Publication of Patent Applications

Title 35, Section 122 of the U.S. Code mandates that every patent application be published “promptly” after 18 months have passed after the filing date (if the application is still pending at that time–that is, it hasn’t issued as a patent nor been abandoned). The publication of pending patent applications in the U.S. is a relatively new concept. This blog post discusses why the Patent Office publishes patent applications and the potential benefits and drawbacks of having your application published.


Before the year 2000, patent applications were not published by the USPTO. Publication only occurred upon granting of the patent. However, the American Inventors Protection Act of 1999 added the requirements of Title 35, Section 122 so that unless the applicant opts out, the patent application will be published.

Nonpublication Request

At filing of a patent application, the applicant can specify that he does not want his application published. For the nonpublication request to be valid, the applicant must certify that: 1) the application has not been the subject of a foreign or international application filed in another country, and 2) the applicant’s intent is that the application will not be the subject of a foreign or international application filed in another country. If the applicant is not sure whether she will file a foreign patent application covering the same subject matter, she may not file a nonpublication request–she has to have the intention of not filing the foreign or international patent application to properly request nonpublication.

In cases where the applicant has submitted a nonpublication request, the patent application will not be published, but will be held confidential by the patent office until the patent is granted.

A nonpublication request can later be rescinded. In fact, if the applicant later decides to file a foreign or international application claiming the same subject matter, she must rescind the nonpublication request before the foreign filing date–or she must file a notice of foreign filing to the patent office. If the notice of foreign filing is not filed within 45 days after the foreign patent application is filed, the applicant’s U.S. patent application will be deemed abandoned.

Besides patent applications for which the applicant has filed a nonpublication request, the USPTO will not publish the following types of applications:

  • provisional applications;
  • design applications;
  • reissue applications; and
  • no longer pending (abandoned or issued) patent applications.


The patent office provides applicants the projected publication date of the application by sending the applicant a filing receipt with that projected date–a paper copy of the patent application publication is not mailed to the applicant (the publication is available for viewing by anybody at the USPTO website,

The publication process takes about fourteen weeks. Publication occurs on Thursday of each week. The applicant is charged a publication fee of $300 (per the USPTO fee schedule effective September 26, 2011). If the applicant desires early publication (earlier than the typical 18 month schedule) he can submit a request for early publication, which is normally granted if the patent application has all the necessary parts (in other words, an executed oath or declaration was filed and the filing fee was paid). Redactions to the application can also be requested under certain conditions.

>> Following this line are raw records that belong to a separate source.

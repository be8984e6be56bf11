pub mod critical_path;
pub mod cycles;
pub mod dependencies;

use crate::graph::Graph;
use serde::Serialize;

pub use critical_path::find_critical_path;
pub use cycles::detect_cycles;
pub use dependencies::{job_dependencies, JobDependencies};

/// Summary metrics for a dependency graph.
#[derive(Debug, Clone, Serialize)]
pub struct GraphMetrics {
    pub total_nodes: usize,
    pub total_edges: usize,
    pub total_stages: usize,
    pub total_variables: usize,
    pub total_secrets: usize,
    pub cycles: usize,
    pub critical_path_length: usize,
    pub avg_job_dependencies: f64,
}

/// Everything the analyzer derives from one graph.
#[derive(Debug, Clone, Serialize)]
pub struct Analysis {
    pub metrics: GraphMetrics,
    pub cycles: Vec<Vec<String>>,
    pub critical_path: Vec<String>,
}

/// Run every analysis over the graph and bundle the results.
pub fn analyze(graph: &Graph) -> Analysis {
    let cycles = detect_cycles(graph);
    let critical_path = find_critical_path(graph);
    let metrics = metrics_with(graph, cycles.len(), critical_path.len());

    Analysis {
        metrics,
        cycles,
        critical_path,
    }
}

/// Compute summary metrics for the graph.
pub fn graph_metrics(graph: &Graph) -> GraphMetrics {
    metrics_with(
        graph,
        detect_cycles(graph).len(),
        find_critical_path(graph).len(),
    )
}

fn metrics_with(graph: &Graph, cycles: usize, critical_path_length: usize) -> GraphMetrics {
    let direct_total: usize = graph
        .nodes
        .iter()
        .map(|n| graph.edges.iter().filter(|e| e.target == n.id).count())
        .sum();
    let avg_job_dependencies = if graph.nodes.is_empty() {
        0.0
    } else {
        direct_total as f64 / graph.nodes.len() as f64
    };

    GraphMetrics {
        total_nodes: graph.nodes.len(),
        total_edges: graph.edges.len(),
        total_stages: graph.stages.len(),
        total_variables: graph.variables.len(),
        total_secrets: graph.secrets.len(),
        cycles,
        critical_path_length,
        avg_job_dependencies,
    }
}

#[cfg(test)]
mod tests {
    use super::*;
    use crate::graph::builder::GraphBuilder;
    use crate::parser::gitlab::GitLabParser;

    #[test]
    fn empty_graph_metrics_are_all_zero() {
        let metrics = graph_metrics(&Graph::default());
        assert_eq!(metrics.total_nodes, 0);
        assert_eq!(metrics.total_edges, 0);
        assert_eq!(metrics.cycles, 0);
        assert_eq!(metrics.critical_path_length, 0);
        assert_eq!(metrics.avg_job_dependencies, 0.0);
    }

    #[test]
    fn two_stage_pipeline_end_to_end() {
        let yaml = r#"
stages: [build, test]

build:
  stage: build
  script: [make]

test:
  stage: test
  needs: [build]
  script: [make test]
"#;
        let graph = GraphBuilder::build(&GitLabParser::parse(yaml).unwrap());
        let analysis = analyze(&graph);

        assert_eq!(analysis.metrics.total_nodes, 2);
        assert_eq!(analysis.metrics.total_edges, 1);
        assert_eq!(analysis.metrics.cycles, 0);
        assert!(analysis.cycles.is_empty());
        assert_eq!(analysis.critical_path, vec!["build", "test"]);
        assert_eq!(analysis.metrics.critical_path_length, 2);
        assert_eq!(analysis.metrics.avg_job_dependencies, 0.5);
    }

    #[test]
    fn metrics_field_names_match_the_external_contract() {
        let json = serde_json::to_value(graph_metrics(&Graph::default())).unwrap();
        for key in [
            "total_nodes",
            "total_edges",
            "total_stages",
            "total_variables",
            "total_secrets",
            "cycles",
            "critical_path_length",
            "avg_job_dependencies",
        ] {
            assert!(json.get(key).is_some(), "missing metric field {key}");
        }
    }
}
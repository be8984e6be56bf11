use crate::parser::pipeline::{Job, Pipeline};
use anyhow::Result;
use regex::Regex;
use serde::{Deserialize, Serialize};
use serde_yaml::{Mapping, Value};

/// Output of a pipeline conversion.
#[derive(Debug, Clone, Serialize, Deserialize)]
pub struct ConversionResult {
    pub workflow_name: String,
    pub converted_jobs: usize,
    pub warnings: Vec<String>,
    pub yaml: String,
}

/// GitLab runner tags mapped to hosted GitHub runners.
const RUNNER_MAPPING: &[(&str, &str)] = &[
    ("linux", "ubuntu-latest"),
    ("linux-docker", "ubuntu-latest"),
    ("docker", "ubuntu-latest"),
    ("windows", "windows-latest"),
    ("macos", "macos-latest"),
];

/// Container image families mapped to setup actions and their version input.
const SETUP_ACTIONS: &[(&str, &str, &str, &str)] = &[
    ("python", "actions/setup-python@v4", "python-version", "3.11"),
    ("node", "actions/setup-node@v4", "node-version", "18"),
    ("ruby", "actions/setup-ruby@v4", "ruby-version", "3.2"),
    ("go", "actions/setup-go@v4", "go-version", "1.21"),
    ("java", "actions/setup-java@v4", "java-version", "17"),
];

/// GitLab CI condition variables rewritten to GitHub Actions contexts.
const CONDITION_REWRITES: &[(&str, &str)] = &[
    ("$CI_COMMIT_BRANCH", "github.ref_name"),
    ("$CI_COMMIT_REF_NAME", "github.ref_name"),
    ("$CI_PIPELINE_SOURCE", "github.event_name"),
    ("$CI_MERGE_REQUEST_IID", "github.event.number"),
    ("merge_request_event", "pull_request"),
];

/// Convert a parsed GitLab CI pipeline into a GitHub Actions workflow.
///
/// Constructs the workflow as a `serde_yaml` tree and serializes it.
/// Jobs the converter cannot express fully degrade to warnings, never to
/// errors.
pub fn gitlab_to_github_actions(
    pipeline: &Pipeline,
    name_override: Option<&str>,
) -> Result<ConversionResult> {
    let workflow_name = name_override
        .map(str::to_string)
        .or_else(|| pipeline.workflow_name.clone())
        .unwrap_or_else(|| "CI/CD Pipeline".to_string());

    let mut warnings = Vec::new();

    let mut root = Mapping::new();
    root.insert(
        Value::String("name".to_string()),
        Value::String(workflow_name.clone()),
    );
    root.insert(
        Value::String("on".to_string()),
        convert_triggers(&pipeline.workflow_rules),
    );

    let env = global_env(pipeline);
    if !env.is_empty() {
        root.insert(Value::String("env".to_string()), Value::Mapping(env));
    }

    let mut jobs = Mapping::new();
    for job in &pipeline.jobs {
        let job_id = sanitize_job_id(&job.name);
        jobs.insert(
            Value::String(job_id),
            Value::Mapping(convert_job(pipeline, job, &mut warnings)),
        );
    }
    let converted_jobs = jobs.len();
    root.insert(Value::String("jobs".to_string()), Value::Mapping(jobs));

    let yaml = serde_yaml::to_string(&root)?;

    Ok(ConversionResult {
        workflow_name,
        converted_jobs,
        warnings,
        yaml,
    })
}

fn convert_triggers(rules: &[String]) -> Value {
    let mut on = Mapping::new();

    for rule in rules {
        if rule.contains("\"push\"") {
            on.insert(
                Value::String("push".to_string()),
                branches_value(&["main", "**"]),
            );
        } else if rule.contains("merge_request") {
            on.insert(
                Value::String("pull_request".to_string()),
                branches_value(&["main"]),
            );
        } else if rule.contains("\"schedule\"") {
            let mut cron = Mapping::new();
            cron.insert(
                Value::String("cron".to_string()),
                Value::String("0 0 * * *".to_string()),
            );
            on.insert(
                Value::String("schedule".to_string()),
                Value::Sequence(vec![Value::Mapping(cron)]),
            );
        }
    }

    if on.is_empty() {
        on.insert(
            Value::String("push".to_string()),
            branches_value(&["main", "develop", "**"]),
        );
        on.insert(
            Value::String("pull_request".to_string()),
            branches_value(&["main", "develop"]),
        );
    }

    Value::Mapping(on)
}

fn branches_value(branches: &[&str]) -> Value {
    let mut map = Mapping::new();
    map.insert(
        Value::String("branches".to_string()),
        Value::Sequence(
            branches
                .iter()
                .map(|b| Value::String((*b).to_string()))
                .collect(),
        ),
    );
    Value::Mapping(map)
}

/// Masked and protected variables stay out of the workflow file.
fn global_env(pipeline: &Pipeline) -> Mapping {
    let mut env = Mapping::new();
    for var in &pipeline.variables {
        if !var.masked && !var.protected {
            env.insert(
                Value::String(var.name.clone()),
                Value::String(var.value.clone()),
            );
        }
    }
    env
}

fn convert_job(pipeline: &Pipeline, job: &Job, warnings: &mut Vec<String>) -> Mapping {
    let mut map = Mapping::new();
    map.insert(
        Value::String("name".to_string()),
        Value::String(job.name.clone()),
    );
    map.insert(
        Value::String("runs-on".to_string()),
        Value::String(runner_for(job).to_string()),
    );

    let needs = if job.needs.is_empty() {
        &job.dependencies
    } else {
        &job.needs
    };
    if !needs.is_empty() {
        for dep in needs {
            if pipeline.job(dep).is_none() {
                warnings.push(format!(
                    "Job '{}' needs '{}', which is not defined in the pipeline",
                    job.name, dep
                ));
            }
        }
        map.insert(
            Value::String("needs".to_string()),
            Value::Sequence(
                needs
                    .iter()
                    .map(|dep| Value::String(sanitize_job_id(dep)))
                    .collect(),
            ),
        );
    }

    if !job.variables.is_empty() {
        let mut env = Mapping::new();
        for (name, value) in &job.variables {
            env.insert(Value::String(name.clone()), Value::String(value.clone()));
        }
        map.insert(Value::String("env".to_string()), Value::Mapping(env));
    }

    if let Some(timeout) = &job.timeout {
        map.insert(
            Value::String("timeout-minutes".to_string()),
            Value::Number(parse_timeout_minutes(timeout).into()),
        );
    }

    if let Some(condition) = job_condition(job, warnings) {
        map.insert(Value::String("if".to_string()), Value::String(condition));
    }

    if let Some(image) = effective_image(pipeline, job) {
        map.insert(
            Value::String("container".to_string()),
            Value::String(image.to_string()),
        );
    }

    map.insert(
        Value::String("steps".to_string()),
        Value::Sequence(convert_steps(pipeline, job, warnings)),
    );

    map
}

fn effective_image<'a>(pipeline: &'a Pipeline, job: &'a Job) -> Option<&'a str> {
    job.image
        .as_deref()
        .or(pipeline.default_image.as_deref())
}

fn runner_for(job: &Job) -> &'static str {
    for tag in &job.tags {
        let tag = tag.to_lowercase();
        if let Some((_, runner)) = RUNNER_MAPPING.iter().find(|(key, _)| *key == tag) {
            return runner;
        }
    }

    if let Some(image) = &job.image {
        let image = image.to_lowercase();
        if let Some((_, runner)) = RUNNER_MAPPING.iter().find(|(key, _)| image.contains(key)) {
            return runner;
        }
    }

    "ubuntu-latest"
}

fn convert_steps(pipeline: &Pipeline, job: &Job, warnings: &mut Vec<String>) -> Vec<Value> {
    let mut steps = Vec::new();

    steps.push(uses_step("Checkout repository", "actions/checkout@v4", None));

    if let Some(image) = effective_image(pipeline, job) {
        if let Some(step) = setup_step(image) {
            steps.push(step);
        }
    }

    if !job.before_script.is_empty() {
        steps.push(run_step(
            "Run before_script",
            &job.before_script.join("\n"),
            false,
        ));
    }

    if job.script.is_empty() {
        warnings.push(format!("Job '{}' has no script", job.name));
    } else {
        steps.push(run_step(
            &format!("Run {}", job.name),
            &job.script.join("\n"),
            job.allow_failure,
        ));
    }

    if !job.after_script.is_empty() {
        steps.push(run_step(
            "Run after_script",
            &job.after_script.join("\n"),
            true,
        ));
    }

    if let Some(artifacts) = &job.artifacts {
        let mut with = Mapping::new();
        with.insert(
            Value::String("name".to_string()),
            Value::String(format!("{}-artifacts", sanitize_job_id(&job.name))),
        );
        with.insert(
            Value::String("path".to_string()),
            Value::String(artifacts.paths.join("\n")),
        );
        if let Some(expire_in) = &artifacts.expire_in {
            warnings.push(format!(
                "Job '{}': artifact expiry '{}' maps to retention-days and may need review",
                job.name, expire_in
            ));
        }
        steps.push(uses_step(
            "Upload artifacts",
            "actions/upload-artifact@v4",
            Some(with),
        ));
    }

    steps
}

fn uses_step(name: &str, uses: &str, with: Option<Mapping>) -> Value {
    let mut step = Mapping::new();
    step.insert(
        Value::String("name".to_string()),
        Value::String(name.to_string()),
    );
    step.insert(
        Value::String("uses".to_string()),
        Value::String(uses.to_string()),
    );
    if let Some(with) = with {
        step.insert(Value::String("with".to_string()), Value::Mapping(with));
    }
    Value::Mapping(step)
}

fn run_step(name: &str, run: &str, continue_on_error: bool) -> Value {
    let mut step = Mapping::new();
    step.insert(
        Value::String("name".to_string()),
        Value::String(name.to_string()),
    );
    step.insert(
        Value::String("run".to_string()),
        Value::String(run.to_string()),
    );
    if continue_on_error {
        step.insert(Value::String("continue-on-error".to_string()), Value::Bool(true));
    }
    Value::Mapping(step)
}

/// Map a container image to the matching setup action, carrying over any
/// version embedded in the image tag.
fn setup_step(image: &str) -> Option<Value> {
    let image_lower = image.to_lowercase();
    let (family, action, version_key, default_version) = SETUP_ACTIONS
        .iter()
        .find(|(family, _, _, _)| image_lower.contains(family))?;

    let version = version_from_image(image).unwrap_or_else(|| (*default_version).to_string());
    let mut with = Mapping::new();
    with.insert(
        Value::String((*version_key).to_string()),
        Value::String(version),
    );

    let mut name = String::from("Setup ");
    name.push_str(family);
    Some(uses_step(&name, action, Some(with)))
}

/// Image tags put the runtime version first, so the first dotted version
/// number wins (`node:18.19-alpine3.19` picks `18.19`).
fn version_from_image(image: &str) -> Option<String> {
    let re = Regex::new(r"\d+\.\d+(?:\.\d+)?").ok()?;
    re.find(image).map(|m| m.as_str().to_string())
}

fn job_condition(job: &Job, warnings: &mut Vec<String>) -> Option<String> {
    if let Some(rule) = job.rules.first() {
        if job.rules.len() > 1 {
            warnings.push(format!(
                "Job '{}' has {} rules; only the first was converted",
                job.name,
                job.rules.len()
            ));
        }
        return Some(rewrite_condition(rule));
    }

    if !job.only_branches.is_empty() {
        return Some(branch_condition(&job.only_branches, true));
    }
    if !job.except_branches.is_empty() {
        return Some(branch_condition(&job.except_branches, false));
    }

    if job.when == "manual" {
        warnings.push(format!(
            "Job '{}' is manual; GitHub Actions has no per-job manual gate, so it is disabled",
            job.name
        ));
        return Some("false".to_string());
    }

    None
}

fn rewrite_condition(condition: &str) -> String {
    let mut result = condition.to_string();
    for (gitlab, github) in CONDITION_REWRITES {
        result = result.replace(gitlab, github);
    }
    result
}

fn branch_condition(branches: &[String], include: bool) -> String {
    let clauses: Vec<String> = branches
        .iter()
        .map(|b| format!("github.ref_name == '{}'", b))
        .collect();
    let joined = clauses.join(" || ");
    if include {
        joined
    } else {
        format!("!({})", joined)
    }
}

/// GitHub job ids allow alphanumerics, `-` and `_` only.
fn sanitize_job_id(name: &str) -> String {
    let mut id: String = name
        .chars()
        .map(|c| {
            if c.is_ascii_alphanumeric() || c == '_' || c == '-' {
                c
            } else {
                '_'
            }
        })
        .collect();
    id.truncate(250);
    id
}

/// Parse GitLab timeout strings (`1h`, `30m`, `3600s`, bare minutes) into
/// minutes, falling back to the GitLab default of 6 hours.
fn parse_timeout_minutes(timeout: &str) -> u64 {
    let t = timeout.trim().to_lowercase();
    if let Some(hours) = t.strip_suffix('h') {
        hours.trim().parse::<u64>().map(|v| v * 60).unwrap_or(360)
    } else if let Some(minutes) = t.strip_suffix('m') {
        minutes.trim().parse::<u64>().unwrap_or(360)
    } else if let Some(seconds) = t.strip_suffix('s') {
        seconds.trim().parse::<u64>().map(|v| v / 60).unwrap_or(360)
    } else {
        t.parse::<u64>().unwrap_or(360)
    }
}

Amendments to the Application Prior to Publication

The patent application publication may also include amendments made to the application–including amendments to the specification, abstract, claims, or drawings, provided that such amendments are submitted roughly four months prior to the projected publication date. If the patent application has been assigned and the assignee would like the published application to reflect the current ownership, the assignment information must be provided on the application transmittal letter or the application data sheet filed with the application.

Request for Republication

If the applicant spots errors in the published application or wants the published application to reflect subsequent amendments, he may file a request for republication, which must include:

  • a copy of the application;
  • the publication fee ($300); and
  • a processing fee ($130).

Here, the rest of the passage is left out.